Improving the Index

The last couple of weeks I have been spending improving the index based on feedback about duplicate results. When indexing source code you will find a lot of duplicate libraries and copied code all over the place. Usually when searching for something like jQuery you don’t want to see thousands of results of the same file. However when searching for method calls you do want to see results which call the method in a similar way as you may be looking for examples of how to use it.

This makes trimming out duplicate content harder then it seems initially. You can’t just throw out any results that look similar as they may actually be what you are searching for in the latter case.

Initially was stripping out duplicates based on a hash of the files contents. This was particularly effective in stripping out copied files and libraries such as jQuery. Where it did fall down however was any file slightly modified such as with an additional newline, or a new version with a few bug fixes. With bug fixes and slight modifications occurring all over the place you end up with a lot of duplicate content. As the amount of code indexed increased this became more and more of an issue to the point that some searches had pages of useless results as each result was 99% the same file.

The example presented to me was a search for glGetFragDataLocation. The file glop.cpp would be repeated over and over again in multiple variations of what was fundamentally the same thing. At the time I was working on a solution to the issue but it was very nice to get a concrete example.

There are two methods of removing duplicate content in a search. The first is to pre-process it (like the hash that was already in use) and the second is to do it at runtime. The former cuts down on processing time, while the latter is a little more flexible as you can tweak your algorithm on the fly and code around edge cases. The recommendation of Anna Patterson of Cuil fame is to sort out duplicate content at runtime.

My personal experience in this sort of thing however is going for a hybrid approach. Pre-processing has advantages such as less overhead when serving results and since I don’t have infinite resources its useful to cut down the amount of work required at runtime where possible.

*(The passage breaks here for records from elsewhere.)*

//! Link join and broker connect sequences.
//!
//! Both are retry loops over the platform drivers: the link is polled until
//! association and addressing complete, the broker is dialed repeatedly
//! under fresh client tokens. All timing comes from the injected clock.

use core::fmt::Write as _;

use crate::platform::{BrokerDriver, BrokerError, ClientNonce, Clock, NetworkDriver};
use crate::retry::{retry_with_deadline, Attempt, RetryOutcome};

pub const TOPIC_PREFIX: &str = "lab/";
pub const TOPIC_SUFFIX: &str = "/status";

#[derive(Clone, Copy, Debug, PartialEq, Eq)]
pub enum LinkState {
    Idle,
    Connecting,
    Joined,
    Failed,
}

impl LinkState {
    pub const fn as_str(self) -> &'static str {
        match self {
            Self::Idle => "idle",
            Self::Connecting => "connecting",
            Self::Joined => "joined",
            Self::Failed => "failed",
        }
    }
}

#[derive(Clone, Copy, Debug, PartialEq, Eq)]
pub enum BrokerState {
    Idle,
    Connecting,
    Active,
    Failed,
}

impl BrokerState {
    pub const fn as_str(self) -> &'static str {
        match self {
            Self::Idle => "idle",
            Self::Connecting => "connecting",
            Self::Active => "active",
            Self::Failed => "failed",
        }
    }
}

pub const CLIENT_TOKEN_MAX: usize = 40;
pub type ClientToken = heapless::String<CLIENT_TOKEN_MAX>;

pub const TOPIC_MAX: usize = 48;
pub type StatusTopic = heapless::String<TOPIC_MAX>;

/// Client token for one broker connect attempt: the device identity plus a
/// random hex suffix, so a crashed session's half-open predecessor cannot
/// collide with the new one.
pub fn client_token(identity: &str, nonce: u16) -> ClientToken {
    let mut token = ClientToken::new();
    let _ = write!(token, "{identity}-{nonce:x}");
    token
}

/// Retained status topic for a device: `lab/<identity>/status`.
pub fn status_topic(identity: &str) -> StatusTopic {
    let mut topic = StatusTopic::new();
    let _ = write!(topic, "{TOPIC_PREFIX}{identity}{TOPIC_SUFFIX}");
    topic
}

#[derive(Clone, Copy, Debug, PartialEq, Eq)]
pub struct JoinPending;

struct JoinPoll<'a, N: NetworkDriver> {
    driver: &'a mut N,
}

impl<N: NetworkDriver> Attempt for JoinPoll<'_, N> {
    type Output = ();
    type Error = JoinPending;

    async fn try_once(&mut self) -> Result<(), JoinPending> {
        if self.driver.is_joined() {
            Ok(())
        } else {
            Err(JoinPending)
        }
    }
}

#[derive(Clone, Copy, Debug)]
pub struct JoinResult {
    pub state: LinkState,
    pub polls: u32,
}

/// Kicks off association and polls the driver until the link is up or the
/// budget runs out. A driver that cannot even start (no hardware, no
/// credentials) fails immediately without consuming the poll budget.
pub async fn join_link<N, C>(driver: &mut N, clock: &C, budget_ms: u64, poll_ms: u64) -> JoinResult
where
    N: NetworkDriver,
    C: Clock,
{
    if driver.start_join().await.is_err() {
        return JoinResult {
            state: LinkState::Failed,
            polls: 0,
        };
    }
    match retry_with_deadline(clock, &mut JoinPoll { driver }, budget_ms, poll_ms).await {
        RetryOutcome::Succeeded { attempts, .. } => JoinResult {
            state: LinkState::Joined,
            polls: attempts,
        },
        RetryOutcome::TimedOut { attempts, .. } | RetryOutcome::Aborted { attempts, .. } => {
            JoinResult {
                state: LinkState::Failed,
                polls: attempts,
            }
        }
    }
}

struct BrokerConnect<'a, B: BrokerDriver, X: ClientNonce> {
    driver: &'a mut B,
    nonce: &'a mut X,
    identity: &'a str,
}

impl<B: BrokerDriver, X: ClientNonce> Attempt for BrokerConnect<'_, B, X> {
    type Output = ();
    type Error = BrokerError;

    async fn try_once(&mut self) -> Result<(), BrokerError> {
        let token = client_token(self.identity, self.nonce.next_nonce());
        self.driver.try_connect(token.as_str()).await
    }

    fn is_fatal(error: &BrokerError) -> bool {
        matches!(
            error,
            BrokerError::Unsupported | BrokerError::NotConfigured
        )
    }
}

#[derive(Clone, Copy, Debug)]
pub struct ConnectResult {
    pub state: BrokerState,
    pub attempts: u32,
    pub last_error: Option<BrokerError>,
}

/// Dials the broker until a session is accepted or the budget runs out.
/// Every attempt uses a fresh client token.
pub async fn connect_broker<B, C, X>(
    driver: &mut B,
    clock: &C,
    nonce: &mut X,
    identity: &str,
    budget_ms: u64,
    spacing_ms: u64,
) -> ConnectResult
where
    B: BrokerDriver,
    C: Clock,
    X: ClientNonce,
{
    let mut attempt = BrokerConnect {
        driver,
        nonce,
        identity,
    };
    match retry_with_deadline(clock, &mut attempt, budget_ms, spacing_ms).await {
        RetryOutcome::Succeeded { attempts, .. } => ConnectResult {
            state: BrokerState::Active,
            attempts,
            last_error: None,
        },
        RetryOutcome::TimedOut {
            attempts,
            last_error,
        } => ConnectResult {
            state: BrokerState::Failed,
            attempts,
            last_error,
        },
        RetryOutcome::Aborted { attempts, error } => ConnectResult {
            state: BrokerState::Failed,
            attempts,
            last_error: Some(error),
        },
    }
}

#[cfg(test)]
mod tests {
    use core::cell::{Cell, RefCell};

    use embassy_futures::block_on;

    use crate::platform::LinkError;
    use crate::testutil::FakeClock;

    use super::*;

    struct FakeNet {
        start_error: Option<LinkError>,
        joined_after_polls: Option<u32>,
        polls: Cell<u32>,
    }

    impl NetworkDriver for FakeNet {
        async fn start_join(&mut self) -> Result<(), LinkError> {
            match self.start_error {
                Some(error) => Err(error),
                None => Ok(()),
            }
        }

        fn is_joined(&self) -> bool {
            let polls = self.polls.get() + 1;
            self.polls.set(polls);
            match self.joined_after_polls {
                Some(threshold) => polls >= threshold,
                None => false,
            }
        }
    }

    struct FakeBroker {
        accept_on_attempt: Option<u32>,
        error: BrokerError,
        attempts: Cell<u32>,
        tokens: RefCell<heapless::Vec<ClientToken, 64>>,
    }

    impl FakeBroker {
        fn new(accept_on_attempt: Option<u32>, error: BrokerError) -> Self {
            Self {
                accept_on_attempt,
                error,
                attempts: Cell::new(0),
                tokens: RefCell::new(heapless::Vec::new()),
            }
        }
    }

    impl BrokerDriver for FakeBroker {
        async fn try_connect(&mut self, client_token: &str) -> Result<(), BrokerError> {
            let attempts = self.attempts.get() + 1;
            self.attempts.set(attempts);
            let mut token = ClientToken::new();
            let _ = token.push_str(client_token);
            let _ = self.tokens.borrow_mut().push(token);
            match self.accept_on_attempt {
                Some(threshold) if attempts >= threshold => Ok(()),
                _ => Err(self.error),
            }
        }

        async fn publish_retained(
            &mut self,
            _topic: &str,
            _payload: &[u8],
        ) -> Result<(), BrokerError> {
            Ok(())
        }

        async fn keep_alive(&mut self) -> Result<(), BrokerError> {
            Ok(())
        }

        fn is_connected(&self) -> bool {
            self.attempts.get() > 0
        }
    }

    struct SeqNonce(u16);

    impl ClientNonce for SeqNonce {
        fn next_nonce(&mut self) -> u16 {
            self.0 = self.0.wrapping_add(1);
            self.0
        }
    }

    #[test]
    fn token_is_identity_dash_lowercase_hex() {
        assert_eq!(
            client_token("esp32-aabbccddeeff", 0xBEEF).as_str(),
            "esp32-aabbccddeeff-beef"
        );
        // no zero padding, matching the wire format already deployed
        assert_eq!(client_token("cyd-00010a10f005", 0xA).as_str(), "cyd-00010a10f005-a");
    }

    #[test]
    fn topic_wraps_identity_between_prefix_and_suffix() {
        assert_eq!(
            status_topic("esp32-aabbccddeeff").as_str(),
            "lab/esp32-aabbccddeeff/status"
        );
    }

    #[test]
    fn join_polls_at_the_configured_cadence() {
        let clock = FakeClock::new();
        let mut net = FakeNet {
            start_error: None,
            joined_after_polls: Some(5),
            polls: Cell::new(0),
        };
        let result = block_on(join_link(&mut net, &clock, 15_000, 100));
        assert!(matches!(result.state, LinkState::Joined));
        assert_eq!(result.polls, 5);
        // four sleeps between the five polls
        assert_eq!(clock.now_ms(), 400);
    }

    #[test]
    fn join_times_out_after_budget() {
        let clock = FakeClock::new();
        let mut net = FakeNet {
            start_error: None,
            joined_after_polls: None,
            polls: Cell::new(0),
        };
        let result = block_on(join_link(&mut net, &clock, 15_000, 100));
        assert!(matches!(result.state, LinkState::Failed));
        assert_eq!(clock.now_ms(), 15_000);
        assert_eq!(result.polls, 151);
    }

    #[test]
    fn join_fails_immediately_when_start_is_refused() {
        let clock = FakeClock::new();
        let mut net = FakeNet {
            start_error: Some(LinkError::Unsupported),
            joined_after_polls: None,
            polls: Cell::new(0),
        };
        let result = block_on(join_link(&mut net, &clock, 15_000, 100));
        assert!(matches!(result.state, LinkState::Failed));
        assert_eq!(result.polls, 0);
        assert_eq!(clock.now_ms(), 0);
    }

    #[test]
    fn connect_uses_a_fresh_token_per_attempt() {
        let clock = FakeClock::new();
        let mut broker = FakeBroker::new(Some(3), BrokerError::Socket);
        let mut nonce = SeqNonce(0);
        let result = block_on(connect_broker(
            &mut broker,
            &clock,
            &mut nonce,
            "esp32-aabbccddeeff",
            5_000,
            100,
        ));
        assert!(matches!(result.state, BrokerState::Active));
        assert_eq!(result.attempts, 3);
        let tokens = broker.tokens.borrow();
        assert_eq!(tokens.len(), 3);
        assert_eq!(tokens[0].as_str(), "esp32-aabbccddeeff-1");
        assert_eq!(tokens[1].as_str(), "esp32-aabbccddeeff-2");
        assert_eq!(tokens[2].as_str(), "esp32-aabbccddeeff-3");
    }

    #[test]
    fn connect_retries_fill_the_budget_at_the_configured_spacing() {
        let clock = FakeClock::new();
        let mut broker = FakeBroker::new(None, BrokerError::Socket);
        let mut nonce = SeqNonce(0);
        let result = block_on(connect_broker(
            &mut broker,
            &clock,
            &mut nonce,
            "esp32-aabbccddeeff",
            5_000,
            100,
        ));
        assert!(matches!(result.state, BrokerState::Failed));
        assert_eq!(result.attempts, 51);
        assert_eq!(result.last_error, Some(BrokerError::Socket));
        assert_eq!(clock.now_ms(), 5_000);
    }

    #[test]
    fn unsupported_broker_aborts_after_one_attempt() {
        let clock = FakeClock::new();
        let mut broker = FakeBroker::new(None, BrokerError::Unsupported);
        let mut nonce = SeqNonce(0);
        let result = block_on(connect_broker(
            &mut broker,
            &clock,
            &mut nonce,
            "p4-placeholder",
            5_000,
            100,
        ));
        assert!(matches!(result.state, BrokerState::Failed));
        assert_eq!(result.attempts, 1);
        assert_eq!(result.last_error, Some(BrokerError::Unsupported));
        assert_eq!(clock.now_ms(), 0);
    }
}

The long and short of this is that you should notice search results for queries to return gradually better and better results from this point. The hash checking still remains (cheap and fast) but I have expanded this to include duplicate content checks for results. This is done through a combination of a backend process running checks over content identifying and marking content as being a duplicate and checks when serving up the results to identify which results should be stripped out. Have a spin and let me know how it works out for you.

Growing Pains

When I started the amount of hardware required was fairly low. I did a lot of processing on other machines and pushed the results through allowing the machine that serves the site to just focus on the job of delivering results. The result was everything was running on a nice VPS provided by 2.9 Ghz CPU 512 MB ram and about 30 GB of hard disk space. This was more then enough to support the index I had and do everything required. Then Google dropped Code Search and I decided I would try to fill in the gap.

My inital implementation which is live now has about 1.2 billion lines of code indexed. As you can imagine this pushed my little VPS to the limits. With some compression I got the indexed code itself reduced to about 12 GB on disk but the index itself was another story. The index of the code itself was well over 60 GB in size. I upped the size of the hard disk by 200 GB as a stopgap measure.

However the previous change was just a stopgap. As of last night I have greatly increased the size of the index by a factor of 2-3x (final counts to come). This naturally increases the size of things on disk and adds some additional strain to the CPU and ram. Because I need massive amounts of storage, cpu, ram and network traffic to continue to expand the index I have moved over to a dedicated server with 32x the amount of ram 8x the CPU and 15x the hard disk space. This will also allow me to start with realtime index updates in the coming weeks which should keep things running smoothly.

Anyway take it for a spin. The index is far larger now with more projects indexed and the speed should be much faster across the board.